Okay, first of all, Mr Can’t: when you rip something out of its original context in order to make a point; you wind up sounding pretty lame (which is really a nice way of saying ‘you sound like an idiot’).  More to the point, there is nothing ‘authoritative’ about the section of the post you quoted, and I certainly don’t see how you can feel ‘more knowledgeable after understanding it.’  It was a passing shot at Dan Brown and by extension Jack Kinsella; there was nothing didactic about anything I said in that comment.  While I appreciate the attempted encouragement, it’s just lacking in real substance–you know, just like spam.

The second comes from a chap called, ‘help me get over my ex’, who comments on this post:

Some readers just don’t get it, like my neighbor who couldn’t figure the objective substance of this line on your article “… one too is a bit long:This revelation of the mystery is the real content of Paul&#8217s gospel (Rom 16.26),…” this is it, you just crushed it down pal.

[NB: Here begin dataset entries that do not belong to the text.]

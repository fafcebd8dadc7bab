//! Slug normalization and validation for short links.

use crate::error::AppError;
use regex::Regex;
use serde_json::json;
use std::sync::LazyLock;

/// Maximum slug length in characters.
pub const MAX_SLUG_LENGTH: usize = 64;

static SLUG_REGEX: LazyLock<Regex> =
    LazyLock::new(|| Regex::new(r"^[a-z0-9][a-z0-9_-]*$").expect("slug pattern is valid"));

/// Slugs that would shadow application routes.
const RESERVED_SLUGS: &[&str] = &["dashboard", "login", "logout", "health", "static", "uploads"];

/// Lowercases and trims a slug as entered in the dashboard form.
///
/// # Examples
///
/// ```ignore
/// assert_eq!(normalize_slug("  My-Link "), "my-link");
/// ```
pub fn normalize_slug(input: &str) -> String {
    input.trim().to_lowercase()
}

/// Validates an already normalized slug.
///
/// # Rules
///
/// - Length: 1-64 characters
/// - Allowed characters: lowercase letters, digits, hyphens, underscores
/// - Must start with a letter or digit
/// - Cannot be a reserved route name
///
/// # Errors
///
/// Returns [`AppError::Validation`] if any rule is violated.
pub fn validate_slug(slug: &str) -> Result<(), AppError> {
    if slug.is_empty() || slug.chars().count() > MAX_SLUG_LENGTH {
        return Err(AppError::bad_request(
            format!("Slug must be 1-{} characters", MAX_SLUG_LENGTH),
            json!({ "provided_length": slug.chars().count() }),
        ));
    }

    if !SLUG_REGEX.is_match(slug) {
        return Err(AppError::bad_request(
            "Slug can only contain lowercase letters, digits, hyphens and underscores",
            json!({ "slug": slug }),
        ));
    }

    if RESERVED_SLUGS.contains(&slug) {
        return Err(AppError::bad_request(
            "This slug is reserved",
            json!({ "slug": slug }),
        ));
    }

    Ok(())
}

#[cfg(test)]
mod tests {
    use super::*;

    #[test]
    fn test_normalize_trims_and_lowercases() {
        assert_eq!(normalize_slug("  ABC "), "abc");
        assert_eq!(normalize_slug("My-Link"), "my-link");
    }

    #[test]
    fn test_validate_accepts_simple_slugs() {
        assert!(validate_slug("abc").is_ok());
        assert!(validate_slug("promo-2024").is_ok());
        assert!(validate_slug("a_b").is_ok());
        assert!(validate_slug("7").is_ok());
    }

    #[test]
    fn test_validate_rejects_bad_characters() {
        assert!(validate_slug("has space").is_err());
        assert!(validate_slug("slash/inside").is_err());
        assert!(validate_slug("-leading").is_err());
        assert!(validate_slug("Upper").is_err());
    }

    #[test]
    fn test_validate_rejects_reserved() {
        let err = validate_slug("dashboard").unwrap_err();
        assert!(err.to_string().contains("reserved"));
        assert!(validate_slug("login").is_err());
    }

    #[test]
    fn test_validate_length() {
        assert!(validate_slug("").is_err());
        assert!(validate_slug(&"a".repeat(MAX_SLUG_LENGTH)).is_ok());
        assert!(validate_slug(&"a".repeat(MAX_SLUG_LENGTH + 1)).is_err());
    }
}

(I think this dude and the first one ought to form a support group so that they can deal with their ‘ex’ problems in a helpful way).  Mr Help, I couldn’t agree with you more: some readers just don’t get it.  However, and I hate to be this rude, you’re included in your own criticism when it comes to your feedback about my post.  I would love to claim that the line you (started to) quote is my own making, but alas I dare not insult Ridderbos by suggesting that my intelligence is comparable to his.  So while I agree that the ‘objective substance’ of what Ridderbos says is somewhat complex, I cannot agree with the conclusion that it was mine or that I crushed anything.  More to the point: what the crap are you talking about?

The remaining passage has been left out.